The Pragmatic Skeptic

I read some of this earlier, and hadn’t intended to post on it but now that I’ve read the complete version of the interview, this is very much worth reading.   Anthony Watts gave an interview to PBS whereby he made  a very accurate case for what makes myself and others climate skeptics.   The reality is nothing like the caricature Lewandowsky, Real Climate, Tamino, Skeptical Science and many other pro-government extremists would express to the world.   He did an excellent job and it is very much worth reading.   Others were involved too in a more complete interview published at WUWT, but like Mullers silly (and unscientific) statement that he somehow knows 100% of the measured  warming is human caused, they just confused the issues involved.    I’m not sure Muller ever really grocked the skeptic position in the first place.

Anyway, here is the link to the Anthony Watts interview.

 

22 thoughts on “The Pragmatic Skeptic

  1. One thing is certain – The environment around fossil fuel based power / steal/ cement units etc. gets polluted and also turns hot. The skeptics don’t say what the released GHGs cause / change / undergo.

  2. The Muller stuff drove me crazy. I left this at WUWT on the full transcript:


    Jeff Condon says:
    Your comment is awaiting moderation.
    September 18, 2012 at 7:46 am

    I would like to nominate this for unscientific quote of the month:

    “RICHARD MULLER, University of California, Berkeley: In our world, we attribute the warming from 1753 to the present essentially exclusively to humans — not mostly, but exclusively.”

    Just what sort of tea leaves did he pull that nonsense from? How did he prove that the earth isn’t damping the effect and it is actually worse? How does he know what the oceans did vs human at all?

    I thought he was a scientist. When you read statements from Elizibeth saying that they were surprised the record showed warming, just what the hell did they think it showed? Don’t they read? Is that an admission that they believed multiple global temp records were pure fabrications? I don’t know anyone who made that stupid claim.

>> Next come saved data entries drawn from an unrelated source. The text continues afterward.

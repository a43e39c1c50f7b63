use std::collections::HashSet;
use std::sync::LazyLock;

use regex::Regex;
use serde_json::{json, Value};

use crate::layers::providers::{extract_json_array, CompletionRequest, ProviderManager};

/// At most this many queries are planned for one topic.
pub const MAX_QUERIES: usize = 4;

const STOPWORDS: &[&str] = &[
    "the", "and", "for", "with", "from", "into", "about", "using", "based", "towards", "their", "that", "this",
];

struct TopicPatterns {
    quoted: Regex,
    phrases: Vec<Regex>,
    filler: Regex,
    punctuation: Regex,
}

impl TopicPatterns {
    fn compile() -> Result<Self, regex::Error> {
        let phrases = [
            r"(?:research|study|investigate|explore|analyze|examine) (?:on |about |in |into )?(.+?)(?:[?.!]|$)",
            r"(?:papers|publications|articles|literature) (?:on |about |in |regarding )?(.+?)(?:[?.!]|$)",
            r"(?:interested in|working on|focusing on|looking at) (.+?)(?:[?.!]|$)",
            r"(?:topic|area|field|domain) (?:is |of )(.+?)(?:[?.!]|$)",
            r"(.+?) (?:research|studies|papers|literature)",
            r"(?:find|search|look for) (?:papers on |about |regarding )?(.+?)(?:[?.!]|$)",
            r"(.+?) (?:in|for|and) (?:healthcare|education|industry|science|technology)",
        ]
        .iter()
        .map(|p| Regex::new(p))
        .collect::<Result<Vec<_>, _>>()?;

        Ok(Self {
            quoted: Regex::new(r#""([^"]+)""#)?,
            phrases,
            filler: Regex::new(r"\b(?:papers?|research|studies|literature|please|thanks)\b")?,
            punctuation: Regex::new(r"[^\w\s-]")?,
        })
    }
}

static TOPIC_PATTERNS: LazyLock<Option<TopicPatterns>> = LazyLock::new(|| TopicPatterns::compile().ok());

pub struct QueryPlanner;

impl QueryPlanner {
    /// Pulls a research topic out of free text without asking a model.
    pub fn extract_topic(input: &str) -> Option<String> {
        let patterns = TOPIC_PATTERNS.as_ref()?;
        let lower = input.trim().to_lowercase();

        if let Some(quoted) = patterns.quoted.captures(&lower).and_then(|c| c.get(1)) {
            let topic = quoted.as_str().trim();
            if !topic.is_empty() {
                return Some(topic.to_string());
            }
        }

        for pattern in &patterns.phrases {
            let Some(found) = pattern.captures(&lower).and_then(|c| c.get(1)) else {
                continue;
            };
            let cleaned = patterns.filler.replace_all(found.as_str(), "");
            let cleaned = patterns.punctuation.replace_all(&cleaned, "");
            let topic = cleaned.split_whitespace().collect::<Vec<_>>().join(" ");
            let words = topic.split_whitespace().count();
            if topic.chars().count() > 3 && words <= 8 {
                return Some(topic);
            }
        }
        None
    }

    /// Pattern extraction first; a configured model gets the final say on unclear input.
    pub async fn resolve_topic(manager: &ProviderManager, input: &str) -> Option<String> {
        if let Some(topic) = Self::extract_topic(input) {
            return Some(topic);
        }
        if manager.is_empty() {
            return None;
        }

        let prompt = format!(
            "Extract the main research topic from this user input.\n\n\
             Rules:\n\
             1. Return ONLY the core research topic (2-6 words)\n\
             2. Remove filler words like \"papers on\" or \"research about\"\n\
             3. If no clear research topic exists, return \"None\"\n\n\
             User input: \"{}\"\n\nTopic:",
            input
        );
        let request = CompletionRequest::new(prompt).with_system("You are a research topic extraction expert.");
        match manager.complete(&request).await {
            Ok(completion) => {
                let topic = completion.text.trim().trim_matches(|c| c == '"' || c == '\'').trim().to_string();
                let len = topic.chars().count();
                if !topic.eq_ignore_ascii_case("none") && len > 3 && len < 100 {
                    Some(topic)
                } else {
                    None
                }
            }
            Err(e) => {
                tracing::warn!("LLM topic extraction failed: {}", e);
                None
            }
        }
    }

    /// Queries that need no model: the topic plus a few standard variations.
    pub fn naive_queries(topic: &str) -> Vec<String> {
        let topic = topic.trim();
        if topic.is_empty() {
            return Vec::new();
        }
        let mut queries = vec![topic.to_string()];

        if topic.split_whitespace().count() <= 3 {
            queries.push(format!("{} recent advances", topic));
            queries.push(format!("{} systematic review", topic));
            queries.push(format!("{} survey", topic));
        } else {
            let keywords: Vec<&str> = topic
                .split_whitespace()
                .filter(|w| w.chars().count() > 3 && !STOPWORDS.contains(&w.to_lowercase().as_str()))
                .take(4)
                .collect();
            if keywords.len() >= 2 {
                queries.push(keywords.join(" "));
            }
        }
        Self::dedup(queries)
    }

    /// Naive queries plus up to three model-suggested ones, deduplicated and capped.
    pub async fn generate_queries(manager: &ProviderManager, topic: &str) -> Vec<String> {
        let mut queries = Self::naive_queries(topic);
        if manager.is_empty() || queries.is_empty() {
            return queries;
        }

        let prompt = format!(
            "Generate 3 different search queries to find academic papers on: \"{}\"\n\n\
             Requirements:\n\
             1. Queries should be 2-6 words each\n\
             2. Cover different aspects of the topic\n\
             3. Use academic terminology\n\
             4. Include one query for recent reviews or surveys\n\n\
             Return ONLY a JSON array of 3 queries, like: [\"query 1\", \"query 2\", \"query 3\"]",
            topic
        );
        let request = CompletionRequest::new(prompt).with_schema(json!({
            "type": "object",
            "properties": {"queries": {"type": "array", "items": {"type": "string"}}},
            "required": ["queries"]
        }));

        match manager.complete(&request).await {
            Ok(completion) => {
                let suggested: Vec<String> = extract_json_array(&completion.text, "queries", Value::is_string)
                    .unwrap_or_default()
                    .into_iter()
                    .take(3)
                    .filter_map(|v| match v {
                        Value::String(q) => Some(q.trim().to_string()),
                        _ => None,
                    })
                    .filter(|q| (2..=8).contains(&q.split_whitespace().count()))
                    .collect();
                tracing::debug!("{} suggested {} queries", completion.provider, suggested.len());
                queries.extend(suggested);
            }
            Err(e) => tracing::warn!("LLM query generation failed: {}", e),
        }
        Self::dedup(queries)
    }

    fn dedup(queries: Vec<String>) -> Vec<String> {
        let mut seen = HashSet::new();
        queries
            .into_iter()
            .filter(|q| seen.insert(q.trim().to_lowercase()))
            .take(MAX_QUERIES)
            .collect()
    }
}

#[cfg(test)]
mod tests {
    use super::*;
    use crate::error::ProviderFailure;
    use crate::layers::providers::tests::ScriptedAdapter;
    use crate::layers::providers::{LlmAdapter, ProviderKind};
    use std::time::Duration;

    fn manager_answering(answer: std::result::Result<String, ProviderFailure>) -> ProviderManager {
        let adapter: Box<dyn LlmAdapter> = Box::new(ScriptedAdapter::new(ProviderKind::OpenAi, vec![answer]));
        ProviderManager::with_adapters(vec![adapter], 0, Duration::ZERO)
    }

    #[test]
    fn test_extracts_quoted_topic() {
        assert_eq!(
            QueryPlanner::extract_topic(r#"Tell me about "Graph Neural Networks" please"#),
            Some("graph neural networks".to_string())
        );
    }

    #[test]
    fn test_extracts_topic_from_phrases() {
        assert_eq!(
            QueryPlanner::extract_topic("I want to research machine learning in healthcare"),
            Some("machine learning in healthcare".to_string())
        );
        assert_eq!(
            QueryPlanner::extract_topic("Find papers about climate change impacts."),
            Some("climate change impacts".to_string())
        );
        assert_eq!(
            QueryPlanner::extract_topic("I'm interested in quantum error correction!"),
            Some("quantum error correction".to_string())
        );
    }

    #[test]
    fn test_no_topic_in_small_talk() {
        assert_eq!(QueryPlanner::extract_topic("Hello how are you"), None);
    }

    #[test]
    fn test_short_topic_gets_variations() {
        let queries = QueryPlanner::naive_queries("federated learning");
        assert_eq!(
            queries,
            vec![
                "federated learning",
                "federated learning recent advances",
                "federated learning systematic review",
                "federated learning survey",
            ]
        );
    }

    #[test]
    fn test_long_topic_gets_keyword_query() {
        let queries = QueryPlanner::naive_queries("privacy preserving machine learning for the clinical domain");
        assert_eq!(queries.len(), 2);
        assert_eq!(queries[1], "privacy preserving machine learning");
    }

    #[tokio::test]
    async fn test_model_queries_are_merged_and_capped() {
        let manager = manager_answering(Ok(
            r#"{"queries": ["Federated Learning", "federated optimization heterogeneity", "x"]}"#.to_string(),
        ));
        let queries = QueryPlanner::generate_queries(&manager, "deep federated learning systems").await;
        assert_eq!(queries[0], "deep federated learning systems");
        assert!(queries.contains(&"Federated Learning".to_string()));
        assert!(queries.contains(&"federated optimization heterogeneity".to_string()));
        assert!(!queries.contains(&"x".to_string()));
        assert!(queries.len() <= MAX_QUERIES);
    }

    #[tokio::test]
    async fn test_model_failure_keeps_naive_queries() {
        let manager = manager_answering(Err(ProviderFailure::RateLimited));
        let queries = QueryPlanner::generate_queries(&manager, "soft robotics").await;
        assert_eq!(queries, QueryPlanner::naive_queries("soft robotics"));
    }

    #[tokio::test]
    async fn test_model_resolves_unclear_topics() {
        let manager = manager_answering(Ok("\"protein structure prediction\"".to_string()));
        assert_eq!(
            QueryPlanner::resolve_topic(&manager, "hmm, what about alphafold-like stuff").await,
            Some("protein structure prediction".to_string())
        );
        let manager = manager_answering(Ok("None".to_string()));
        assert_eq!(QueryPlanner::resolve_topic(&manager, "hi there").await, None);
    }
}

    They demonstrate shocking ignorance of climate science followed by a new shockingly ignorant claim in quotes. Seems to me that they might want to stop talking before they say something even stupider.

    I really dislike loud people who are ignorant and that is what this is. Pure ignorance on display.

    1. It may have been a little harsh but the best way to take their comment is that they don’t know what they are talking about. If they do know, then this was done with other intent.

      1. Jeff,
        The operant phrase might be “In our world …” For some reason, maybe my mistaken reading, Steven Mosher seems to defend this guy. Why?

        Muller’s statement makes me think him another alarmist crackpot.

        It will be interesting to see what J. Curry has to say on this subject.

    2. It may seem like just semantics, but I wouldn’t call it ignorance.
      There is no lack of education, knowledge or awareness.
      It’s just a refusal to accept any belief but their own.

  3. Thanks, Jeff. I left this comment:

    I am not a friend of Anthony Watts, but he represents well the concerns that many reputable scientists have with the global warming story of Al Gore and the UN’s IPCC.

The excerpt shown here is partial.